As for the hubby and I, we love the fact that we can kayak, go wine tasting and enjoy being a couple and focus on a positive relationship instead of a stressful foster care relationship. I am unsure of what direction we will head next. for now, we are busy enjoying the summer and picking up the pieces from little girl.

Some days……I just can’t

Infertility sucks. every single day I ache. I ache for a baby, for a way of parenting that doesn’t require consent forms, court, 3rd party parenting, and parenting times.

Little girl has been a complete joy. In her short 110 days here, she has made great strides, and overcome issues that I thought we wouldn’t be able to hurdle over. As usual, in typical kid fashion, she has shown resiliency and adaptability in being a kid who, given the chance can overcome the impossible and thrive with the correct family.

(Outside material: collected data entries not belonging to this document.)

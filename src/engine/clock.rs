//! Audio clock over a single track.
//!
//! The clock owns at most one emitter at a time. Audio time is derived from
//! the emitter's start offset plus the time elapsed since it started, so the
//! controller never has to ask the output where it is.

use std::sync::atomic::{AtomicU64, Ordering};
use std::sync::Arc;
use std::time::Instant;

use tokio::sync::mpsc;

use crate::audio::AudioTrack;

use super::backend::{AudioOutput, EmitterId, EmitterRequest, TimeSource};
use crate::error::PlaybackError;

// Ids are unique across sessions so a late completion from a torn-down
// session never matches an emitter of the next one.
static NEXT_EMITTER_ID: AtomicU64 = AtomicU64::new(1);

#[derive(Debug, Clone, Copy)]
struct ActiveEmitter {
    id: EmitterId,
    started_at: Instant,
    offset: f64,
    end: f64,
}

pub struct ClockSource {
    output: Arc<dyn AudioOutput>,
    time: Arc<dyn TimeSource>,
    track: Arc<AudioTrack>,
    active: Option<ActiveEmitter>,
    completion_tx: mpsc::UnboundedSender<EmitterId>,
}

impl ClockSource {
    pub fn new(
        output: Arc<dyn AudioOutput>,
        time: Arc<dyn TimeSource>,
        track: Arc<AudioTrack>,
        completion_tx: mpsc::UnboundedSender<EmitterId>,
    ) -> Self {
        Self {
            output,
            time,
            track,
            active: None,
            completion_tx,
        }
    }

    pub fn track(&self) -> &Arc<AudioTrack> {
        &self.track
    }

    pub fn time_source(&self) -> &Arc<dyn TimeSource> {
        &self.time
    }

    /// Track duration in seconds
    pub fn duration(&self) -> f64 {
        self.track.duration()
    }

    /// Start the track at `offset`, optionally stopping after `duration`
    ///
    /// Any active emitter is stopped first. `offset` is clamped into the
    /// track and the end never runs past it.
    pub fn begin(&mut self, offset: f64, duration: Option<f64>) -> Result<EmitterId, PlaybackError> {
        self.stop();

        let total = self.duration();
        let start = offset.clamp(0.0, total);
        let end = match duration {
            Some(length) => (start + length.max(0.0)).min(total),
            None => total,
        };
        let id = EmitterId(NEXT_EMITTER_ID.fetch_add(1, Ordering::Relaxed));

        self.output.start(EmitterRequest {
            id,
            track: Arc::clone(&self.track),
            offset: start,
            end,
            completion: self.completion_tx.clone(),
        })?;

        self.active = Some(ActiveEmitter {
            id,
            started_at: self.time.now(),
            offset: start,
            end,
        });
        log::debug!(
            "[ClockSource] Emitter {} started at {:.3}s (end {:.3}s)",
            id.0,
            start,
            end
        );
        Ok(id)
    }

    /// Current audio time, or `None` when nothing is playing
    ///
    /// Not clamped: callers compare against `scheduled_end` themselves.
    pub fn now(&self) -> Option<f64> {
        self.active.map(|emitter| {
            let elapsed = self.time.now().saturating_duration_since(emitter.started_at);
            emitter.offset + elapsed.as_secs_f64()
        })
    }

    /// Silence and release the active emitter; no-op when idle
    pub fn stop(&mut self) {
        if let Some(emitter) = self.active.take() {
            if let Err(err) = self.output.stop(emitter.id) {
                log::debug!(
                    "[ClockSource] Ignoring stop failure for emitter {}: {}",
                    emitter.id.0,
                    err
                );
            }
        }
    }

    pub fn is_active(&self) -> bool {
        self.active.is_some()
    }

    pub fn active_id(&self) -> Option<EmitterId> {
        self.active.map(|emitter| emitter.id)
    }

    /// Whether `id` names the emitter currently owned by the clock
    pub fn is_current(&self, id: EmitterId) -> bool {
        self.active_id() == Some(id)
    }

    /// Audio time at which the active emitter stops on its own
    pub fn scheduled_end(&self) -> Option<f64> {
        self.active.map(|emitter| emitter.end)
    }
}

impl Drop for ClockSource {
    fn drop(&mut self) {
        self.stop();
    }
}
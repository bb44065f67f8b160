//! Core telemetry event types describing session activity exposed to the
//! CLI and any UI shell subscribed to the hub.

use serde::{Deserialize, Serialize};

use crate::analytics::InteractionKind;
use crate::playback::PlaybackStatus;

/// Rich metric events covering status changes, interactions and errors.
#[derive(Debug, Clone, Serialize, Deserialize, PartialEq)]
#[serde(tag = "type", content = "payload", rename_all = "snake_case")]
pub enum MetricEvent {
    StatusTransition {
        from: PlaybackStatus,
        to: PlaybackStatus,
        timestamp_ms: u64,
    },
    SessionLoaded {
        token: u64,
        questions: usize,
        duration_secs: f64,
    },
    Interaction {
        kind: InteractionKind,
        audio_time: f64,
        wall_clock_ms: u64,
    },
    Error {
        code: i32,
        context: String,
    },
}
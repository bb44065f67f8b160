//! CPAL-based audio output for desktop platforms (Linux, macOS, Windows)
//!
//! `cpal::Stream` is not `Send`, so each emitter owns a dedicated thread that
//! opens the stream, plays it, and drops it when the emitter is stopped or
//! reaches its end.

use std::collections::HashMap;
use std::sync::atomic::{AtomicBool, Ordering};
use std::sync::mpsc as std_mpsc;
use std::sync::{Arc, Mutex};
use std::thread;

use cpal::traits::{DeviceTrait, HostTrait, StreamTrait};

use crate::error::PlaybackError;

use super::{AudioOutput, EmitterId, EmitterRequest};

enum EmitterSignal {
    Stop,
    Finished,
}

/// Output that plays emitters on the default output device
pub struct CpalOutput {
    active: Mutex<HashMap<EmitterId, std_mpsc::Sender<EmitterSignal>>>,
}

impl CpalOutput {
    pub fn new() -> Self {
        Self {
            active: Mutex::new(HashMap::new()),
        }
    }
}

impl Default for CpalOutput {
    fn default() -> Self {
        Self::new()
    }
}

impl AudioOutput for CpalOutput {
    fn start(&self, request: EmitterRequest) -> Result<(), PlaybackError> {
        let id = request.id;
        let (signal_tx, signal_rx) = std_mpsc::channel();
        let (ready_tx, ready_rx) = std_mpsc::channel();
        let callback_signal = signal_tx.clone();

        thread::Builder::new()
            .name(format!("emitter-{}", id.0))
            .spawn(move || run_emitter(request, callback_signal, signal_rx, ready_tx))
            .map_err(|e| PlaybackError::PlaybackFailure {
                reason: format!("Failed to spawn emitter thread: {}", e),
            })?;

        ready_rx.recv().map_err(|_| PlaybackError::PlaybackFailure {
            reason: "Emitter thread exited before the stream opened".to_string(),
        })??;

        let mut active = self.active.lock().map_err(|_| PlaybackError::LockPoisoned {
            component: "cpal_output".to_string(),
        })?;
        active.insert(id, signal_tx);
        Ok(())
    }

    fn stop(&self, id: EmitterId) -> Result<(), PlaybackError> {
        let signal = self
            .active
            .lock()
            .map_err(|_| PlaybackError::LockPoisoned {
                component: "cpal_output".to_string(),
            })?
            .remove(&id)
            .ok_or(PlaybackError::NoActiveEmitter)?;

        // The thread may already have exited after finishing
        let _ = signal.send(EmitterSignal::Stop);
        Ok(())
    }
}

fn run_emitter(
    request: EmitterRequest,
    callback_signal: std_mpsc::Sender<EmitterSignal>,
    signal_rx: std_mpsc::Receiver<EmitterSignal>,
    ready_tx: std_mpsc::Sender<Result<(), PlaybackError>>,
) {
    let stream = match open_stream(&request, callback_signal) {
        Ok(stream) => stream,
        Err(err) => {
            let _ = ready_tx.send(Err(err));
            return;
        }
    };

    if let Err(e) = stream.play() {
        let _ = ready_tx.send(Err(PlaybackError::PlaybackFailure {
            reason: format!("Output start failed: {}", e),
        }));
        return;
    }
    let _ = ready_tx.send(Ok(()));

    // Stop wins over a completion that raced it; either way the stream drops
    if let Ok(EmitterSignal::Finished) = signal_rx.recv() {
        let _ = request.completion.send(request.id);
    }
    drop(stream);
    log::debug!("[CpalOutput] Emitter {} released", request.id.0);
}

fn open_stream(
    request: &EmitterRequest,
    signal: std_mpsc::Sender<EmitterSignal>,
) -> Result<cpal::Stream, PlaybackError> {
    let host = cpal::default_host();
    let device = host
        .default_output_device()
        .ok_or_else(|| PlaybackError::PlaybackFailure {
            reason: "No default output device found".to_string(),
        })?;

    let config = device
        .default_output_config()
        .map_err(|e| PlaybackError::PlaybackFailure {
            reason: format!("Failed to get default output config: {:?}", e),
        })?;

    if config.sample_format() != cpal::SampleFormat::F32 {
        return Err(PlaybackError::PlaybackFailure {
            reason: "Only F32 sample format is currently supported for output".to_string(),
        });
    }

    let stream_config: cpal::StreamConfig = config.into();
    let device_channels = stream_config.channels as usize;
    let device_rate = stream_config.sample_rate.0 as f64;

    let track = Arc::clone(&request.track);
    let source_channels = track.channels() as usize;
    let step = track.sample_rate() as f64 / device_rate;
    let mut cursor = track.frame_at(request.offset) as f64;
    let end_frame = track.frame_at(request.end) as f64;
    let finished = AtomicBool::new(false);

    let err_fn = |err| log::warn!("[CpalOutput] Output stream error: {}", err);

    device
        .build_output_stream(
            &stream_config,
            move |data: &mut [f32], _: &cpal::OutputCallbackInfo| {
                let samples = track.samples();
                // data.len() = frames * channels
                for frame in data.chunks_mut(device_channels) {
                    if cursor >= end_frame {
                        frame.fill(0.0);
                        continue;
                    }
                    let base = cursor as usize * source_channels;
                    for (ch, out) in frame.iter_mut().enumerate() {
                        *out = samples[base + ch.min(source_channels - 1)];
                    }
                    cursor += step;
                }

                if cursor >= end_frame && !finished.swap(true, Ordering::Relaxed) {
                    let _ = signal.send(EmitterSignal::Finished);
                }
            },
            err_fn,
            None,
        )
        .map_err(|e| PlaybackError::PlaybackFailure {
            reason: format!("{:?}", e),
        })
}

Lately I haven’t had it in me to document our foster parenting journey. The end of the day comes and I am just exhausted. It takes everything in me to finish the day and rest up for the next day of drama.

because, quite frankly, it sucks. I just cant keep putting myself through the emotional trauma, added stress, and struggles that go with this journey to becoming a parent. I feel like every time I have a need to blog its a complaint and the same old story of disgust. It has been mentioned many times that our area has a foster parent deficit. I know exactly why…. The way we are treated and the expectations set for us are unrealistic and stressful on a marriage. The expectation that we are required to do everything correctly and the emphasis that birth parents only need to do sup par expectations is taxing and creates a toxic situation for all involved.

I don’t know what direction we are headed as foster parents or how easy our surrogacy journey will play out. I do know that in the coming weeks we prepare to go off the grid and leave behind the stress of foster parenting and focus on us as a couple. A couple who has endured so much in just under 2 years with 4 children who have entered our home and left a mark on our hearts.

I wonder…

There are nights when I silently creep into our little girls room and adjust her covers and tuck her in. I often stop and stare at her for a few moments and wonder. I wonder thoughts that so many of my other mommy friends don’t have to wonder about. I wish I could look at her and wonder the basic life wonders. Instead I think about things no adult should have to think about when they look at their child.
I wonder so many things. I cant even begin to imagine the thoughts that go through her tiny head.
As she sleeps in her crib, she seems so content, so happy, so normal. Her life is anything but normal. Each week 2 days in a row she is whisked away by a caseworker who transports her an hour away to the next county for a two hour visit. All I know is she comes back smelling heavy of cheap perfume and menthol cigarettes.
I often wonder if she could talk what she would say to her mother. Would she tell her how amazing we treat her? or about how her closet is full of beautiful clothes that smell of laundry detergent, not smoke, lies and drugs?
I wonder if she knows how loved and wanted she is by us. How I spent years shedding tears about my potentially never becoming a mother, even if only for a few months. How each night as I hold her while she falls asleep that I feel so much love and contentment in that exact moment and I never want it to end.
I wonder where she will be next year this time. Will she be in this exact same room, with the exact same parents? or will she be back to her smoke filled, un loved life with a woman who is more in love with the bottle than her own flesh and blood?
Lastly, I wonder how.. How did my life come to this point? Where did I fail my body, my husband, my family? How did I allow myself to expose my heart so much, when at any given moment it could be broken yet again?
How did I allow myself to lose my faith, my relationships? and where do I begin to repair those relationships?